Assigned task
Please copy out the entries below exactly, beginning with the line that contains "Print detailed summary" and ending with the line that contains "let a = &self.alignment;", and include nothing outside that span.

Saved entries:
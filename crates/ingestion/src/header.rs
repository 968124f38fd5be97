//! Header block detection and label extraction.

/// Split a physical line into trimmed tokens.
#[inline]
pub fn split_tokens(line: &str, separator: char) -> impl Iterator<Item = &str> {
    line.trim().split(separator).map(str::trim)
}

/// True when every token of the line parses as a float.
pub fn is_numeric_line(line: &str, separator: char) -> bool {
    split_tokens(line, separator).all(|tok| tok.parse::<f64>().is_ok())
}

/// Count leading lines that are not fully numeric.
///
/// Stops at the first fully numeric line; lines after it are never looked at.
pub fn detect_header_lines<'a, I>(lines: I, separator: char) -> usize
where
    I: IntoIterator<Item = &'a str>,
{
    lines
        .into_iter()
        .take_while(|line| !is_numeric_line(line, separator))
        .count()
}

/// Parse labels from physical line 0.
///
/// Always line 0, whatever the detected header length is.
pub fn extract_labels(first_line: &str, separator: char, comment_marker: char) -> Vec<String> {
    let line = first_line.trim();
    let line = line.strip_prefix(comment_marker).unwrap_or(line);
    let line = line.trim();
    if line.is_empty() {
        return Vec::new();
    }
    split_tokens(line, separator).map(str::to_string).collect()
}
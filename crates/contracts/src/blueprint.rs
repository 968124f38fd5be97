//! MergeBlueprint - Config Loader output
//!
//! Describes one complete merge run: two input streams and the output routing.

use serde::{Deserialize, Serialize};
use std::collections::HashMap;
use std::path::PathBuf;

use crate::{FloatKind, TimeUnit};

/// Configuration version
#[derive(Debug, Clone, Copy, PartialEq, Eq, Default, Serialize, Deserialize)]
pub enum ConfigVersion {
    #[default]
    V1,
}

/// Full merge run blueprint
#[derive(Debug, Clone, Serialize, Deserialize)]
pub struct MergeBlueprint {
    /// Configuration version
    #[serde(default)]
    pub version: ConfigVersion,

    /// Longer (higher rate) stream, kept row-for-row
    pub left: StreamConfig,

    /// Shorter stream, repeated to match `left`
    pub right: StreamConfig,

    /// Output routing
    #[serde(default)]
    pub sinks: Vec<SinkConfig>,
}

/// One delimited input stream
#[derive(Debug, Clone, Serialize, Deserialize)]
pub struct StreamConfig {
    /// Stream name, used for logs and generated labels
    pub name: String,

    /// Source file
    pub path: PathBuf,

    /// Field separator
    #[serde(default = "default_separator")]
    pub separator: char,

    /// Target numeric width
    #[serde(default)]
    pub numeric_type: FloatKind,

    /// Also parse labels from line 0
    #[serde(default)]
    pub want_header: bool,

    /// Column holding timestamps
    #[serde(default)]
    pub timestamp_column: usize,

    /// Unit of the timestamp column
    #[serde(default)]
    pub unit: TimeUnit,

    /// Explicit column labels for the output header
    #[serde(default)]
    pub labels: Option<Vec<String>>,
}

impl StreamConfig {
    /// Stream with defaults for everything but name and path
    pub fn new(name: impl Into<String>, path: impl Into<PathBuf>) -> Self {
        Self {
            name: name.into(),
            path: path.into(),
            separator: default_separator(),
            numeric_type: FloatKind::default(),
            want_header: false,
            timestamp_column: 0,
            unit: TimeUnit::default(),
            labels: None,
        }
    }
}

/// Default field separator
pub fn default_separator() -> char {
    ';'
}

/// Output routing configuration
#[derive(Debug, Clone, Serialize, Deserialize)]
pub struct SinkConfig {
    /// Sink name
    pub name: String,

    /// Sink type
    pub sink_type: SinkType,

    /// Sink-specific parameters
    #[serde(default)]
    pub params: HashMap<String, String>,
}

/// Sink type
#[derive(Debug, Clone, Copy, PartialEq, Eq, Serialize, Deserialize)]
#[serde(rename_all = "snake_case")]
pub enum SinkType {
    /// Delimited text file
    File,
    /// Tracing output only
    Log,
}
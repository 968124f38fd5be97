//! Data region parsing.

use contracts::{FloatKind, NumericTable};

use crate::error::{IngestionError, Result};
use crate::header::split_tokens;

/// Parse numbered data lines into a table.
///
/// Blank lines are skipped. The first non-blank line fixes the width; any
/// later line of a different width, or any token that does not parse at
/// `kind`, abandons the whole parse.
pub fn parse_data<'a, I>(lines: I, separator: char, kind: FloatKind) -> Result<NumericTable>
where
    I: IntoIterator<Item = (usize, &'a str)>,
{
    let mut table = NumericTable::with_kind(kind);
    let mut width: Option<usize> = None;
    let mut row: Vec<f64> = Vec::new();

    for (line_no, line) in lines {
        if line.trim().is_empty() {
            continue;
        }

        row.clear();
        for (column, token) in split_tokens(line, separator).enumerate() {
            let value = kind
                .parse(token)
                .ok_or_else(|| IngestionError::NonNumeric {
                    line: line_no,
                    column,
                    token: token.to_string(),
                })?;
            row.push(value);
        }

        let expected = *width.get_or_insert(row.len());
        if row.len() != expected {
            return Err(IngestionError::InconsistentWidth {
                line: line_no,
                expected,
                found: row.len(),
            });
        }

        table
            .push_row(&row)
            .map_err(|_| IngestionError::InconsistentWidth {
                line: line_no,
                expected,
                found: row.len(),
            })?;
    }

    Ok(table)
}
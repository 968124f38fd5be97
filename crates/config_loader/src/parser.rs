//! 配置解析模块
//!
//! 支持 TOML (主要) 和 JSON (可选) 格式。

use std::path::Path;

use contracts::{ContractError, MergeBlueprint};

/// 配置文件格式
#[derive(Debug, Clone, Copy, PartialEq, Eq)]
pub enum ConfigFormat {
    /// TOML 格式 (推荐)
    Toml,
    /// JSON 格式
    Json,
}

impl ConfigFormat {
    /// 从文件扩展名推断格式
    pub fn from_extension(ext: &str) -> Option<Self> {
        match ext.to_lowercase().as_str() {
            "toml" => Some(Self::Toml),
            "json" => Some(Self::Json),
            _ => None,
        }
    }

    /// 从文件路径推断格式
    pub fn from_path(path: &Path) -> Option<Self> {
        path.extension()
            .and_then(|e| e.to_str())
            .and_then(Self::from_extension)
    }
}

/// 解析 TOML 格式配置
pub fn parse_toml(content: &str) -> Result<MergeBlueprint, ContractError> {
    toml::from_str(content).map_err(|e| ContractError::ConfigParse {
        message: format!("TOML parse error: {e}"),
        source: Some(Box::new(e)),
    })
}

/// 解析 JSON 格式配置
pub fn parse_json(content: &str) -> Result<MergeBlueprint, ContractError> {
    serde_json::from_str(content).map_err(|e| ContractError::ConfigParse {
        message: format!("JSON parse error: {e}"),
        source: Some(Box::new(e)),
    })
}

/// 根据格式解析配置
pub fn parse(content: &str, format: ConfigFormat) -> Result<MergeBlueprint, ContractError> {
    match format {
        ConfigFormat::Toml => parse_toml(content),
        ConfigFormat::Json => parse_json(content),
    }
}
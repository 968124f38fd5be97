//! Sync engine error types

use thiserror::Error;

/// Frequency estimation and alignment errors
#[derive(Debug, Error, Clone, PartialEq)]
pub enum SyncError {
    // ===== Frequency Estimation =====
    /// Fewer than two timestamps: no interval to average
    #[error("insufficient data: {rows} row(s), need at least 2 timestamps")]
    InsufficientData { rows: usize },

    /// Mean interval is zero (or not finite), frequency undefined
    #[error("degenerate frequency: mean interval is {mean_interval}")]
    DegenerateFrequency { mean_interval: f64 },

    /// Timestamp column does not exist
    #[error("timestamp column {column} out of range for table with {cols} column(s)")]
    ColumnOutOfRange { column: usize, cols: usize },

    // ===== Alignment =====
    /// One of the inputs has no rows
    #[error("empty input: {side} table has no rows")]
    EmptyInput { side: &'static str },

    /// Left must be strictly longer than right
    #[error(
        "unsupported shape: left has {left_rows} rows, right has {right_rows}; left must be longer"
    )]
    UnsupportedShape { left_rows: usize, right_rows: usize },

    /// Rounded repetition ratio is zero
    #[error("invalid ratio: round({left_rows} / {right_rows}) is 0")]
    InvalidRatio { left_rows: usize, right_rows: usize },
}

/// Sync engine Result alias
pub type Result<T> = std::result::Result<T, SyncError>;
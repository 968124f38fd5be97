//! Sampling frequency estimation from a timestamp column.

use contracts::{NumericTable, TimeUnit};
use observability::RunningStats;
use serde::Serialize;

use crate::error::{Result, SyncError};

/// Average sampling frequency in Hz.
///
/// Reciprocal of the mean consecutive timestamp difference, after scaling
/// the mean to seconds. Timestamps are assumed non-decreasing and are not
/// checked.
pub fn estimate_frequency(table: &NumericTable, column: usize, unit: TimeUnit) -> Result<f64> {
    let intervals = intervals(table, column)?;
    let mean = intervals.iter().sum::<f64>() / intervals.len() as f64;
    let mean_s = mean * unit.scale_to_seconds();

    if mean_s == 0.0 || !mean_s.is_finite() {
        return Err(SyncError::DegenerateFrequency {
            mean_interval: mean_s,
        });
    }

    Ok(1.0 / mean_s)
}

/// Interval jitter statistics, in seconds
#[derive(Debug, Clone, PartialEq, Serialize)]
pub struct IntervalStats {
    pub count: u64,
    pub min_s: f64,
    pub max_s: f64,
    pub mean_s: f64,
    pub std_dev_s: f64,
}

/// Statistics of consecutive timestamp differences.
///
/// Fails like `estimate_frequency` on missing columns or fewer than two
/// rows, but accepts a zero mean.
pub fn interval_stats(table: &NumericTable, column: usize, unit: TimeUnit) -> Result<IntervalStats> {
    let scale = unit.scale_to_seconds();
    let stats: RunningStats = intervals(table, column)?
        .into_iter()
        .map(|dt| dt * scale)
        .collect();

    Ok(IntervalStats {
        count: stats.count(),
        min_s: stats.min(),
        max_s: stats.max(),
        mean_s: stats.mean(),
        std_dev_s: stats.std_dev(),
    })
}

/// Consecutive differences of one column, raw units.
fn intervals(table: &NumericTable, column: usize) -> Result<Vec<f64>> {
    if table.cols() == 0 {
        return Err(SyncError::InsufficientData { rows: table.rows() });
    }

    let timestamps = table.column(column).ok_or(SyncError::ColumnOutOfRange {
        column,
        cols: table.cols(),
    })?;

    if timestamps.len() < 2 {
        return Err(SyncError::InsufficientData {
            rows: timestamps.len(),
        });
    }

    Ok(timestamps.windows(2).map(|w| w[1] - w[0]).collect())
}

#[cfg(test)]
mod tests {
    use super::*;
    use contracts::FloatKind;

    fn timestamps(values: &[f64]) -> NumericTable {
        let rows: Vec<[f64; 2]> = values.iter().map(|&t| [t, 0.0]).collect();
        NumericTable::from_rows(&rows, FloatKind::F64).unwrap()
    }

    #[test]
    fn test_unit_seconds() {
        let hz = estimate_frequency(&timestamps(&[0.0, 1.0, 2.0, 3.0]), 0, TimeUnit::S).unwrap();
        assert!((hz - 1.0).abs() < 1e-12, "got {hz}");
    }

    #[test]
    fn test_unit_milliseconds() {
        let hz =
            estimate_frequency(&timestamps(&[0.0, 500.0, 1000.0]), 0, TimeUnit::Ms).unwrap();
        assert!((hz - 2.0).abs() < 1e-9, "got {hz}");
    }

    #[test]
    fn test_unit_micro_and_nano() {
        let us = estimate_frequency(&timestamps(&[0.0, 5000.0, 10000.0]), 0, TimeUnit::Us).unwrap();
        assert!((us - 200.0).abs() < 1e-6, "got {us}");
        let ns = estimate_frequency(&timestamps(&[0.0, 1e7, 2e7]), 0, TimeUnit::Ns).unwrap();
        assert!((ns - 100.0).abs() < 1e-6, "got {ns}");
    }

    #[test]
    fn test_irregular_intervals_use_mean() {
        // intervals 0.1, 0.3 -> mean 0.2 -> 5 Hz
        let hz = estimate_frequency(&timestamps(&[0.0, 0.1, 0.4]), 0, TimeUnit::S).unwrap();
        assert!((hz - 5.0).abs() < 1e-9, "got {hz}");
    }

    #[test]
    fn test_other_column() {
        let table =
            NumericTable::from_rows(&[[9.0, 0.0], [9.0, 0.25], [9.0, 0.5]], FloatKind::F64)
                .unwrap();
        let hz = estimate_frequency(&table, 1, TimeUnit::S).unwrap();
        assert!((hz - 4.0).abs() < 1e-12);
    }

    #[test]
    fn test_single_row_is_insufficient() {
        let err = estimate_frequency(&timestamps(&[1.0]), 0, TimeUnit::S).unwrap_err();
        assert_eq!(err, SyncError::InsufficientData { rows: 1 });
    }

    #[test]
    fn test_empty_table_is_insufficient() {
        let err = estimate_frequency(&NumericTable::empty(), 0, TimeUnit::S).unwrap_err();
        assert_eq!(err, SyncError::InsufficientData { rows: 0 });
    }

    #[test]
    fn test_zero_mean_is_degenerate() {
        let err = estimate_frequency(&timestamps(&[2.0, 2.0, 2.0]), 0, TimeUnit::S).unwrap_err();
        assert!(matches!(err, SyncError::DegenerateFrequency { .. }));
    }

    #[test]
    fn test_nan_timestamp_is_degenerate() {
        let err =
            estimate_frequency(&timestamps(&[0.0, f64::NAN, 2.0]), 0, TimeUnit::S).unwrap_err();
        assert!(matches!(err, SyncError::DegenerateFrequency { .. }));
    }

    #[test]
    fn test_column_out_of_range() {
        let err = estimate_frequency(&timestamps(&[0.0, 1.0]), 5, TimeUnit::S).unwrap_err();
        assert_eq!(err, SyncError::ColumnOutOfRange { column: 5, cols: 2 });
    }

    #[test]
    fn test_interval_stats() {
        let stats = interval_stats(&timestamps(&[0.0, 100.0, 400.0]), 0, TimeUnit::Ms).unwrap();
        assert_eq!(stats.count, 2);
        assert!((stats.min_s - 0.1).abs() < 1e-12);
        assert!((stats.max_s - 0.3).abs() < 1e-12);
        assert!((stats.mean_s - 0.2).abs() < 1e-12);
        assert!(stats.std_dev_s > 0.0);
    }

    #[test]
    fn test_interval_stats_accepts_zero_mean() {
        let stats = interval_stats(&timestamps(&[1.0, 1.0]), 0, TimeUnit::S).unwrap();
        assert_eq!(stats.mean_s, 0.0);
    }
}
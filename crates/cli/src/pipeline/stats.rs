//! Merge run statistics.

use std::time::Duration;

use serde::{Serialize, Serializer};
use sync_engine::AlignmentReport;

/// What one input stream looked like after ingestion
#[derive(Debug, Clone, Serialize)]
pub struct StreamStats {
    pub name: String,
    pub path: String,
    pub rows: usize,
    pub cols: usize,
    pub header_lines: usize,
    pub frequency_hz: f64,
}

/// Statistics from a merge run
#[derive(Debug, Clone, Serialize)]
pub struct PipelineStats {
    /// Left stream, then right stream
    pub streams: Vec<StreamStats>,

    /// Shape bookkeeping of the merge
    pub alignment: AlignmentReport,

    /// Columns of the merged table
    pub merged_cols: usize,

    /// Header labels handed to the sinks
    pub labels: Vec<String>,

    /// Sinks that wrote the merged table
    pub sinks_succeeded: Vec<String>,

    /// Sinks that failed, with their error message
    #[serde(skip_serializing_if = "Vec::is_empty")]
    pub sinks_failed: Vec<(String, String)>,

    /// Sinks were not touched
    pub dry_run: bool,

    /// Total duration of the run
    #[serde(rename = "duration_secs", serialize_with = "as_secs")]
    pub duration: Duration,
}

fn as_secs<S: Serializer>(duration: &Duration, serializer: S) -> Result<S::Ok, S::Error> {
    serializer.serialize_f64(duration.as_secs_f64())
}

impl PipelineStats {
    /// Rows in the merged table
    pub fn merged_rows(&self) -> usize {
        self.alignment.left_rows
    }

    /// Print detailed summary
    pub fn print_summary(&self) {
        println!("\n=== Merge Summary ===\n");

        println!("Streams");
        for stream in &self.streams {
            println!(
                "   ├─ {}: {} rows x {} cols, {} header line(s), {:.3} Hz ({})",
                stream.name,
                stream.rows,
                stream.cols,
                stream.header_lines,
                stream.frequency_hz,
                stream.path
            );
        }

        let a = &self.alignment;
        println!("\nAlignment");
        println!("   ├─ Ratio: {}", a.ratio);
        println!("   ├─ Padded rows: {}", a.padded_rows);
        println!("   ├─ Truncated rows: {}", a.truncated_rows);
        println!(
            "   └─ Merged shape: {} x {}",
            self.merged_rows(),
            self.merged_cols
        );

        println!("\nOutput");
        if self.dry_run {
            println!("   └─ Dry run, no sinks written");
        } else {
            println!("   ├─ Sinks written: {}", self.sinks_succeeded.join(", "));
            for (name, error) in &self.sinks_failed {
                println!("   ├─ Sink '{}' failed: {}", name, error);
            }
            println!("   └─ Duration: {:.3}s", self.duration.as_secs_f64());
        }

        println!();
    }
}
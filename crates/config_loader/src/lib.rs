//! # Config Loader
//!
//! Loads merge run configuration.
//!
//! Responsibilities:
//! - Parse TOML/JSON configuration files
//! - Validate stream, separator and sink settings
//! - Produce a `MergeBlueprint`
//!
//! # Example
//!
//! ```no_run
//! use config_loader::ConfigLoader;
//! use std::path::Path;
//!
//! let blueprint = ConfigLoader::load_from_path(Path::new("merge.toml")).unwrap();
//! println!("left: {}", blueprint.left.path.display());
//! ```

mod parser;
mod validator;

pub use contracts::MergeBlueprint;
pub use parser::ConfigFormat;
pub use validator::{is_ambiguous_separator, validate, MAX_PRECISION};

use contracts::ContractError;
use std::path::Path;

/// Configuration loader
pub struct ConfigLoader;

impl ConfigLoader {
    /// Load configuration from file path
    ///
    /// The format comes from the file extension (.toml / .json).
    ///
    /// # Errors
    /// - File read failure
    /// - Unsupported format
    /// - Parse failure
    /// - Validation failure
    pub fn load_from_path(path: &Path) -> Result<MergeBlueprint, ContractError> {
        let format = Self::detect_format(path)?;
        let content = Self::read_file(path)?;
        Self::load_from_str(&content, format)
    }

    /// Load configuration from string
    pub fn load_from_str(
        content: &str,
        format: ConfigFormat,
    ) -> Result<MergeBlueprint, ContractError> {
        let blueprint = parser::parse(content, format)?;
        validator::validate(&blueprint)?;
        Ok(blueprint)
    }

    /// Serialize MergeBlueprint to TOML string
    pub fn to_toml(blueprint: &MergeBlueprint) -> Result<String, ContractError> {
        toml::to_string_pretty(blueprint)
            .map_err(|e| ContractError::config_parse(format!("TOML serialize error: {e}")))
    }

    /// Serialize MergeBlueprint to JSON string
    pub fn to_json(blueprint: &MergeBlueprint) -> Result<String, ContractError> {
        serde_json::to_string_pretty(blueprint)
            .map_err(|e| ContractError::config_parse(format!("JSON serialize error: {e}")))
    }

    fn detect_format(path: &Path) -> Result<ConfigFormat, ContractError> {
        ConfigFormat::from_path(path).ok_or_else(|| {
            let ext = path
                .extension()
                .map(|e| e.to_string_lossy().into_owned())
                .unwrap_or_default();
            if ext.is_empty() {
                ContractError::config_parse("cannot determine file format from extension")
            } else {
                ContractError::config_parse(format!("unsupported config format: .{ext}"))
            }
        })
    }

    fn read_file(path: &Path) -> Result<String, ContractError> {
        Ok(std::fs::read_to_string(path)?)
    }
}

Your response
    /// Print detailed summary
    pub fn print_summary(&self) {
        println!("\n=== Merge Summary ===\n");

        println!("Streams");
        for stream in &self.streams {
            println!(
                "   ├─ {}: {} rows x {} cols, {} header line(s), {:.3} Hz ({})",
                stream.name,
                stream.rows,
                stream.cols,
                stream.header_lines,
                stream.frequency_hz,
                stream.path
            );
        }

        let a = &self.alignment;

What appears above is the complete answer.